What sort of shape are you in right now? It has been great seeing you post some big lifts recently, 160kg snatch, a 195kg clean and jerk, and most recently a PR squat triple at 255kg. Is that squat indicative of PRs on the horizon for you?
Hopefully PRs aren’t too far off, but I’m not quite ready for new records. If I can be over 95% of my PRs at nationals, I’ll be satisfied with my performance.
How are you doing now in terms of injury? It’s been a tough few years for you. We have all felt for you but also been excited to see you make a comeback to the top.
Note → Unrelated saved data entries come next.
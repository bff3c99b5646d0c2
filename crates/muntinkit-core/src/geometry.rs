//! # Geometry Kernel
//!
//! Line and segment primitives shared by every calculation stage:
//! distance, infinite-line and bounded-segment intersection, perpendicular
//! offsets, acute angle between two directed lines and parametric clipping
//! against an axis-aligned rectangle.
//!
//! Coordinates are millimetres with a top-left origin (Y grows downwards),
//! matching the way glass openings are measured on the shop floor.
//!
//! Degenerate inputs never panic or error: parallel lines yield `None`,
//! zero-length offsets yield the zero vector.

use serde::{Deserialize, Serialize};
use std::ops::{Add, Mul, Sub};

/// Determinant / length threshold below which geometry is treated as degenerate
pub const DEGENERATE_EPSILON: f64 = 1e-9;

/// A 2-D coordinate in millimetres
#[derive(Debug, Clone, Copy, PartialEq, Default, Serialize, Deserialize)]
pub struct Point {
    pub x: f64,
    pub y: f64,
}

impl Point {
    pub const ZERO: Point = Point { x: 0.0, y: 0.0 };

    pub fn new(x: f64, y: f64) -> Self {
        Self { x, y }
    }

    pub fn distance_to(&self, other: &Point) -> f64 {
        distance(*self, *other)
    }

    pub fn length(&self) -> f64 {
        self.x.hypot(self.y)
    }

    pub fn dot(&self, other: &Point) -> f64 {
        self.x * other.x + self.y * other.y
    }

    /// Z component of the 2-D cross product
    pub fn cross(&self, other: &Point) -> f64 {
        self.x * other.y - self.y * other.x
    }

    /// Unit vector in the same direction, or zero for a zero-length vector
    pub fn normalized(&self) -> Point {
        let len = self.length();
        if len < DEGENERATE_EPSILON {
            Point::ZERO
        } else {
            Point::new(self.x / len, self.y / len)
        }
    }

    pub fn midpoint(&self, other: &Point) -> Point {
        Point::new((self.x + other.x) / 2.0, (self.y + other.y) / 2.0)
    }
}

impl Add for Point {
    type Output = Point;

    fn add(self, rhs: Point) -> Point {
        Point::new(self.x + rhs.x, self.y + rhs.y)
    }
}

impl Sub for Point {
    type Output = Point;

    fn sub(self, rhs: Point) -> Point {
        Point::new(self.x - rhs.x, self.y - rhs.y)
    }
}

impl Mul<f64> for Point {
    type Output = Point;

    fn mul(self, rhs: f64) -> Point {
        Point::new(self.x * rhs, self.y * rhs)
    }
}

/// An infinite reference line through two points
#[derive(Debug, Clone, Copy, PartialEq, Serialize, Deserialize)]
pub struct Line {
    pub p1: Point,
    pub p2: Point,
}

impl Line {
    pub fn new(p1: Point, p2: Point) -> Self {
        Self { p1, p2 }
    }

    /// Direction vector `p2 - p1`
    pub fn vector(&self) -> Point {
        self.p2 - self.p1
    }

    pub fn length(&self) -> f64 {
        distance(self.p1, self.p2)
    }

    /// Direction angle in degrees, `atan2` convention (-180, 180]
    pub fn direction_degrees(&self) -> f64 {
        let v = self.vector();
        v.y.atan2(v.x).to_degrees()
    }

    /// Line through `point`, perpendicular to this one
    pub fn perpendicular_through(&self, point: Point) -> Line {
        let v = self.vector();
        Line::new(
            Point::new(point.x - v.y, point.y + v.x),
            Point::new(point.x + v.y, point.y - v.x),
        )
    }

    pub fn intersection(&self, other: &Line) -> Option<Point> {
        line_intersection(self.p1, self.p2, other.p1, other.p2)
    }
}

/// Euclidean distance between two points
pub fn distance(a: Point, b: Point) -> f64 {
    (b.x - a.x).hypot(b.y - a.y)
}

/// Intersection of the infinite lines through (p1, p2) and (p3, p4).
///
/// Returns `None` when the determinant is below [`DEGENERATE_EPSILON`]
/// (parallel or degenerate lines).
pub fn line_intersection(p1: Point, p2: Point, p3: Point, p4: Point) -> Option<Point> {
    let det = (p1.x - p2.x) * (p3.y - p4.y) - (p1.y - p2.y) * (p3.x - p4.x);
    if det.abs() < DEGENERATE_EPSILON {
        return None;
    }

    let t = ((p1.x - p3.x) * (p3.y - p4.y) - (p1.y - p3.y) * (p3.x - p4.x)) / det;
    Some(Point::new(
        p1.x + t * (p2.x - p1.x),
        p1.y + t * (p2.y - p1.y),
    ))
}

/// Intersection of the bounded segments (p1, p2) and (p3, p4).
///
/// A hit is reported only when both parameters lie in `[0, 1]`.
pub fn segment_intersection(p1: Point, p2: Point, p3: Point, p4: Point) -> Option<Point> {
    let det = (p1.x - p2.x) * (p3.y - p4.y) - (p1.y - p2.y) * (p3.x - p4.x);
    if det.abs() < DEGENERATE_EPSILON {
        return None;
    }

    let t = ((p1.x - p3.x) * (p3.y - p4.y) - (p1.y - p3.y) * (p3.x - p4.x)) / det;
    let u = -((p1.x - p2.x) * (p1.y - p3.y) - (p1.y - p2.y) * (p1.x - p3.x)) / det;

    if (0.0..=1.0).contains(&t) && (0.0..=1.0).contains(&u) {
        Some(Point::new(
            p1.x + t * (p2.x - p1.x),
            p1.y + t * (p2.y - p1.y),
        ))
    } else {
        None
    }
}

/// Unit perpendicular `(-dy, dx)` of p1→p2 scaled by `offset`.
///
/// Returns the zero vector for a segment shorter than [`DEGENERATE_EPSILON`].
pub fn offset_vector(p1: Point, p2: Point, offset: f64) -> Point {
    let dx = p2.x - p1.x;
    let dy = p2.y - p1.y;
    let len = dx.hypot(dy);
    if len < DEGENERATE_EPSILON {
        return Point::ZERO;
    }
    Point::new((-dy / len) * offset, (dx / len) * offset)
}

/// Acute angle in degrees `[0, 90]` between two directed lines.
///
/// 100° and 80° produce the same value, matching the symmetry of a miter.
pub fn angle_between(axis1: &Line, axis2: &Line) -> f64 {
    let v1 = axis1.vector();
    let v2 = axis2.vector();
    let a1 = v1.y.atan2(v1.x);
    let a2 = v2.y.atan2(v2.x);

    let mut diff = (a1 - a2).abs().to_degrees();
    if diff > 180.0 {
        diff = 360.0 - diff;
    }
    if diff > 90.0 {
        diff = 180.0 - diff;
    }
    diff
}

/// Normalise an angle in degrees into `[0, 360)`
pub fn normalize_degrees(angle: f64) -> f64 {
    let a = angle.rem_euclid(360.0);
    if a >= 360.0 {
        0.0
    } else {
        a
    }
}

/// Round to one decimal place (0.1 mm / 0.1°), the shop-floor display precision
pub fn round_tenth(value: f64) -> f64 {
    (value * 10.0).round() / 10.0
}

/// Axis-aligned rectangle, typically the usable glass area
#[derive(Debug, Clone, Copy, PartialEq, Serialize, Deserialize)]
pub struct Rect {
    pub min_x: f64,
    pub min_y: f64,
    pub max_x: f64,
    pub max_y: f64,
}

impl Rect {
    pub fn new(min_x: f64, min_y: f64, max_x: f64, max_y: f64) -> Self {
        Self {
            min_x,
            min_y,
            max_x,
            max_y,
        }
    }

    /// Rectangle anchored at the origin
    pub fn from_size(width: f64, height: f64) -> Self {
        Self::new(0.0, 0.0, width, height)
    }

    pub fn width(&self) -> f64 {
        self.max_x - self.min_x
    }

    pub fn height(&self) -> f64 {
        self.max_y - self.min_y
    }

    pub fn center(&self) -> Point {
        Point::new(
            (self.min_x + self.max_x) / 2.0,
            (self.min_y + self.max_y) / 2.0,
        )
    }

    /// Edges in resolution order: top, bottom, left, right
    pub fn edges(&self) -> [Line; 4] {
        [
            Line::new(
                Point::new(self.min_x, self.min_y),
                Point::new(self.max_x, self.min_y),
            ),
            Line::new(
                Point::new(self.min_x, self.max_y),
                Point::new(self.max_x, self.max_y),
            ),
            Line::new(
                Point::new(self.min_x, self.min_y),
                Point::new(self.min_x, self.max_y),
            ),
            Line::new(
                Point::new(self.max_x, self.min_y),
                Point::new(self.max_x, self.max_y),
            ),
        ]
    }

    /// First edge (top, bottom, left, right) lying within `epsilon` of `p`
    pub fn edge_at(&self, p: Point, epsilon: f64) -> Option<Line> {
        let [top, bottom, left, right] = self.edges();
        if (p.y - self.min_y).abs() < epsilon {
            Some(top)
        } else if (p.y - self.max_y).abs() < epsilon {
            Some(bottom)
        } else if (p.x - self.min_x).abs() < epsilon {
            Some(left)
        } else if (p.x - self.max_x).abs() < epsilon {
            Some(right)
        } else {
            None
        }
    }
}

/// Slab clip of `start + t * dir` for `t` in `[t_min, t_max]` against `rect`.
///
/// Returns `None` when the clipped interval is empty, inverted or shorter
/// than [`DEGENERATE_EPSILON`].
pub fn clip_parametric(
    start: Point,
    dir: Point,
    t_min: f64,
    t_max: f64,
    rect: &Rect,
) -> Option<Line> {
    let dir_len = dir.length();
    if dir_len < DEGENERATE_EPSILON {
        return None;
    }

    let mut t0 = t_min;
    let mut t1 = t_max;

    for (s, d, lo, hi) in [
        (start.x, dir.x, rect.min_x, rect.max_x),
        (start.y, dir.y, rect.min_y, rect.max_y),
    ] {
        if d.abs() < DEGENERATE_EPSILON {
            if s < lo || s > hi {
                return None;
            }
        } else {
            let ta = (lo - s) / d;
            let tb = (hi - s) / d;
            t0 = t0.max(ta.min(tb));
            t1 = t1.min(ta.max(tb));
        }
    }

    if t1 < t0 || (t1 - t0) * dir_len < DEGENERATE_EPSILON {
        return None;
    }

    Some(Line::new(start + dir * t0, start + dir * t1))
}

/// Clip the infinite line through `start` with direction `dir`
pub fn clip_line(start: Point, dir: Point, rect: &Rect) -> Option<Line> {
    clip_parametric(start, dir, f64::NEG_INFINITY, f64::INFINITY, rect)
}

/// Clip the ray leaving `start` in direction `dir`
pub fn clip_ray(start: Point, dir: Point, rect: &Rect) -> Option<Line> {
    clip_parametric(start, dir, 0.0, f64::INFINITY, rect)
}

/// Clip the bounded segment p1→p2
pub fn clip_segment(p1: Point, p2: Point, rect: &Rect) -> Option<Line> {
    clip_parametric(p1, p2 - p1, 0.0, 1.0, rect)
}
//! # MuntinKit Cutting Tools
//!
//! Turns glazing-bar layouts into production data for the saw and the
//! assembly bench.
//!
//! ## Pipeline
//!
//! - **Boundary Resolver**: frame edge, crossing bar or free end at each bar end
//! - **Segment Calculator**: trimmed length and miter angles with angle correction
//! - **Cut List**: quantised grouping into counted cut items
//! - **Topology Resolver**: crossings and splitting for angular/freeform layouts
//! - **Stock Optimizer**: best-fit-decreasing packing onto stock bars with kerf
//! - **Assembly**: glue-up order and position labels
//!
//! ## Entry Operations
//!
//! [`compute_cut_list`], [`compute_angular_cut_list`], [`pack_stock`] and
//! [`sequence_assembly`]. Each is a pure function of its inputs.

pub mod assembly;
pub mod boundary;
pub mod cut_list;
pub mod error;
pub mod optimizer;
pub mod segment;
pub mod topology;

// Re-export commonly used items
pub use assembly::{sequence_assembly, AssemblyPreset, AssemblyStep};
pub use boundary::{BarEnd, Boundary, BoundaryKind, BoundaryResolver};
pub use cut_list::{
    aggregate_cuts, compute_cut_list, compute_cut_results, CutItem, CutListAggregator,
    CutListParams,
};
pub use error::{CamToolError, CamToolResult, ParameterError, ParameterResult};
pub use optimizer::{pack_stock, Cut, OptimizationResult, PackingParams, StockBar};
pub use segment::{calculate_segment, CutResult};
pub use topology::{
    compute_angular_cut_list, resolve_continuity, AngularParams, AngularResult, ArchPattern,
    DiagonalLine, FreeformBar, Joint, MountMark, Pattern, ResolvedSegment, SpiderPattern,
    TopologyResolver,
};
In addition to the injuries, I was trying to finish school which I did a few weeks ago. I wasn’t as focused on lifting as I was when doing my best lifting, but I hope to be back to setting PRs this year. Fortunately I don’t have anything torn or seriously injured now.
The 105s is a stacked class now! Other than yourself there’s D’Angelo, Wes Kitts, Donovan, Ethan… The standard has improved significantly over the last 2 years. Do you feel confident you can reclaim the crown? And what do you think has led to the improvement we have seen in this class?
I don’t like predictions because it is a tough field. USA Weightlifting in general is much more competitive than it was just a few years ago. There is a much greater participation and athletes now have opportunities through coaching and/or joining sponsored teams to not have to work full time jobs. These factors I attribute to the rise in USAW standards.
As a lifter who doesn’t do much in the way of variation, what is your take on the recent Westside Barbell outbreak? Some people think that it is the way forward for the American lifter. Do you agree?
I haven’t been following it. If what they teach works, the results will speak for themselves. If not, the results will speak for themselves.
I heard you say once that the two most important things in weightlifting are to keep the bar close and to move as fast as possible. Do you think people in the US tend to dedicate too much time to technique and need to spend more time at max weights?
Excluding major technical flaws, I do believe people spend too much time doing technique work at light weights and not enough at heavier weights. Each athlete has different proportions, strengths, weaknesses and flexibility. These all contribute to different styles of technique, not just one.
If you could train with any two lifters, dead or alive, who would they be and why?
There are so many, I’ll just pick two from the past. Ronny Weller because of his speed and intensity and Stefan Botevbecause of his ability to go after endless heavy singles.
The two lifters who stand out to me at the moment are Rahimov with his 214 kg clean and jerk, and Lasha with his 217 kg snatch and world record total. What are your thoughts on these two lifters?
Internationally, those two are fantastic. Georgia is doing very well now with Asandizde, and Kakhiashvili in the federation. Rahimov’s victory in Rio was one of the most impressive comebacks in the history of the sport and his explosiveness looks second to none. Kianoush Rostami and Ruslan Nurudinov also stand out as fantastic international lifters, but I am honestly most excited to see how some of our young lifters do in the future. CJ Cummings and Harrison Maurus, of course, are the most prominent of them, but there are probably 10 others I have watched with world class potential who are up and coming.
Finally, which exercise is most likely to help me move from intermediate to advanced? Drop kettlebell snatches on a bosu ball, or hang split cleans with bands? Or would you advise differently?
I would just recommend always working on your weakest link in your lifts. It’s not as fun, but the improved results from this kind of training makes hard training worth it.
nce again I'd like to thank Ian for being our first guest on Weightlifting House Interviews.